6) Columnar Analytics: Exposure Rollups and Ranking¶

What this does: Applies evidence boosts to finding edges, computes team-level rollups, and ranks high-exposure assets.

What to expect: - Non-empty team rollups - Ranked high-exposure asset rows

How to read it: This is the analytical bridge from retrieval evidence into Locy decision logic.

tx = session.tx()
for cve, evidence in cve_evidence.items():
    tx.query(
        """
        MATCH (:Asset)-[f:HAS_FINDING]->(v:Vulnerability)
        WHERE v.cve_id = $cve
        SET f.evidence_score = $evidence,
            f.exposure_score = f.base_exposure + (0.22 * $evidence)
        RETURN count(f) AS updated
        """,
        {'cve': cve, 'evidence': evidence},
    )

tx.query("""
MATCH (a:Asset)-[f:HAS_FINDING]->(:Vulnerability)
WITH a, max(f.exposure_score) AS max_exposure
SET a.current_exposure = max_exposure
RETURN count(a) AS updated_assets
""")
tx.commit()

team_rollup = session.query("""
MATCH (a:Asset)-[f:HAS_FINDING]->(:Vulnerability)
RETURN
  a.owner_team AS owner_team,
  count(*) AS findings,
  avg(f.exposure_score) AS avg_exposure,
  max(f.exposure_score) AS max_exposure,
  sum(CASE WHEN f.exposure_score >= 0.72 THEN 1 ELSE 0 END) AS urgent_findings
ORDER BY avg_exposure DESC, urgent_findings DESC
""")
print('Team exposure rollup:')
pprint(team_rollup)

ranked_assets = session.query("""
MATCH (a:Asset)-[f:HAS_FINDING]->(v:Vulnerability)
RETURN
  a.owner_team AS owner_team,
  a.asset_id AS asset_id,
  v.cve_id AS cve_id,
  f.exposure_score AS exposure_score,
  ROW_NUMBER() OVER (PARTITION BY a.owner_team ORDER BY f.exposure_score DESC) AS team_rank
ORDER BY owner_team, team_rank
""")
print('Top assets per team:')
pprint(ranked_assets[:12])

hot_assets = session.query("""
MATCH (a:Asset)-[f:HAS_FINDING]->(v:Vulnerability)
RETURN a.asset_id AS asset_id, v.cve_id AS cve_id, f.exposure_score AS exposure_score
ORDER BY f.exposure_score DESC
LIMIT 12
""")
if not hot_assets:
    raise RuntimeError('Expected non-empty hot asset list')
focus_source_asset = str(hot_assets[0]['asset_id'])
focus_plan_asset = str(hot_assets[0]['asset_id'])
print('Focus source asset:', focus_source_asset)

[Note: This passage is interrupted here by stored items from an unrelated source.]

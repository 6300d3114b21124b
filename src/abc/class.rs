//! Instance, class and script records

use std::fmt;

use serde::Serialize;
use tracing::trace;

use super::stream::AbcReader;
use super::traits::{Trait, read_traits};
use crate::error::DecodeError;

#[derive(Clone, Copy, PartialEq, Eq, Default, Serialize)]
#[serde(transparent)]
pub struct InstanceFlags(u8);

impl InstanceFlags {
    pub const SEALED: InstanceFlags = InstanceFlags(0x01);
    pub const FINAL: InstanceFlags = InstanceFlags(0x02);
    pub const INTERFACE: InstanceFlags = InstanceFlags(0x04);
    /// A protected namespace index follows the flags
    pub const PROTECTED_NS: InstanceFlags = InstanceFlags(0x08);

    pub const fn contains(self, other: InstanceFlags) -> bool {
        self.0 & other.0 == other.0
    }
}

impl fmt::Debug for InstanceFlags {
    fn fmt(&self, f: &mut fmt::Formatter<'_>) -> fmt::Result {
        write!(f, "InstanceFlags({:#04x})", self.0)
    }
}

/// Instance side of a class: what `new` produces
#[derive(Debug, Clone, PartialEq, Eq, Serialize)]
pub struct InstanceInfo {
    /// Multiname index of the class
    pub name: u32,
    /// Multiname index of the base class; 0 for none
    pub super_name: u32,
    pub flags: InstanceFlags,
    /// Namespace index, present only with [`InstanceFlags::PROTECTED_NS`]
    pub protected_ns: Option<u32>,
    /// Multiname indices
    pub interfaces: Vec<u32>,
    /// Constructor method index
    pub init: u32,
    pub traits: Vec<Trait>,
}

impl InstanceInfo {
    pub fn is_interface(&self) -> bool {
        self.flags.contains(InstanceFlags::INTERFACE)
    }

    pub(crate) fn read(reader: &mut AbcReader<'_>, verbose: bool) -> Result<Self, DecodeError> {
        let name = reader.read_u30()?;
        let super_name = reader.read_u30()?;
        let flags = InstanceFlags(reader.read_u8()?);
        let protected_ns = if flags.contains(InstanceFlags::PROTECTED_NS) {
            Some(reader.read_u30()?)
        } else {
            None
        };
        let (count, hint) = reader.read_count()?;
        let mut interfaces = Vec::with_capacity(hint);
        for _ in 0..count {
            interfaces.push(reader.read_u30()?);
        }
        let init = reader.read_u30()?;
        let traits = read_traits(reader, verbose)?;

        if verbose {
            trace!(name, super_name, traits = traits.len(), "instance");
        }
        Ok(InstanceInfo {
            name,
            super_name,
            flags,
            protected_ns,
            interfaces,
            init,
            traits,
        })
    }
}

/// Static side of a class
#[derive(Debug, Clone, PartialEq, Eq, Serialize)]
pub struct ClassInfo {
    /// Static initializer method index
    pub init: u32,
    pub traits: Vec<Trait>,
}

impl ClassInfo {
    pub(crate) fn read(reader: &mut AbcReader<'_>, verbose: bool) -> Result<Self, DecodeError> {
        let init = reader.read_u30()?;
        let traits = read_traits(reader, verbose)?;
        Ok(ClassInfo { init, traits })
    }
}

/// Top-level script: an entry point plus the globals it defines
#[derive(Debug, Clone, PartialEq, Eq, Serialize)]
pub struct ScriptInfo {
    pub init: u32,
    pub traits: Vec<Trait>,
}

impl ScriptInfo {
    pub(crate) fn read(reader: &mut AbcReader<'_>, verbose: bool) -> Result<Self, DecodeError> {
        let init = reader.read_u30()?;
        let traits = read_traits(reader, verbose)?;
        Ok(ScriptInfo { init, traits })
    }
}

critical_asset_count_rows = session.query("""
MATCH (a:Asset)-[f:HAS_FINDING]->(:Vulnerability)
WHERE f.exposure_score >= 0.72
RETURN count(DISTINCT a) AS n
""")
total_critical_assets = _to_int(str(critical_asset_count_rows[0]['n']))
print('Critical assets (threshold >= 0.72):', total_critical_assets)

Team exposure rollup:
QueryResult(rows=4, columns=["owner_team", "findings", "avg_exposure", "max_exposure", "urgent_findings"])
Top assets per team:
[Row(owner_team=..., asset_id=..., cve_id=..., exposure_score=..., team_rank=...),
 Row(owner_team=..., asset_id=..., cve_id=..., exposure_score=..., team_rank=...),
 Row(owner_team=..., asset_id=..., cve_id=..., exposure_score=..., team_rank=...),
 Row(owner_team=..., asset_id=..., cve_id=..., exposure_score=..., team_rank=...),
 Row(owner_team=..., asset_id=..., cve_id=..., exposure_score=..., team_rank=...),
 Row(owner_team=..., asset_id=..., cve_id=..., exposure_score=..., team_rank=...),
 Row(owner_team=..., asset_id=..., cve_id=..., exposure_score=..., team_rank=...)]
Focus source asset: IT-IAM-01
Critical assets (threshold >= 0.72): 6

7) Integrated Locy Program (`DERIVE` + `ALONG` + `FOLD` + `BEST BY`)¶

What this does: Uses analytics-enriched findings to propagate blast risk, derive remediation edges, and choose best actions.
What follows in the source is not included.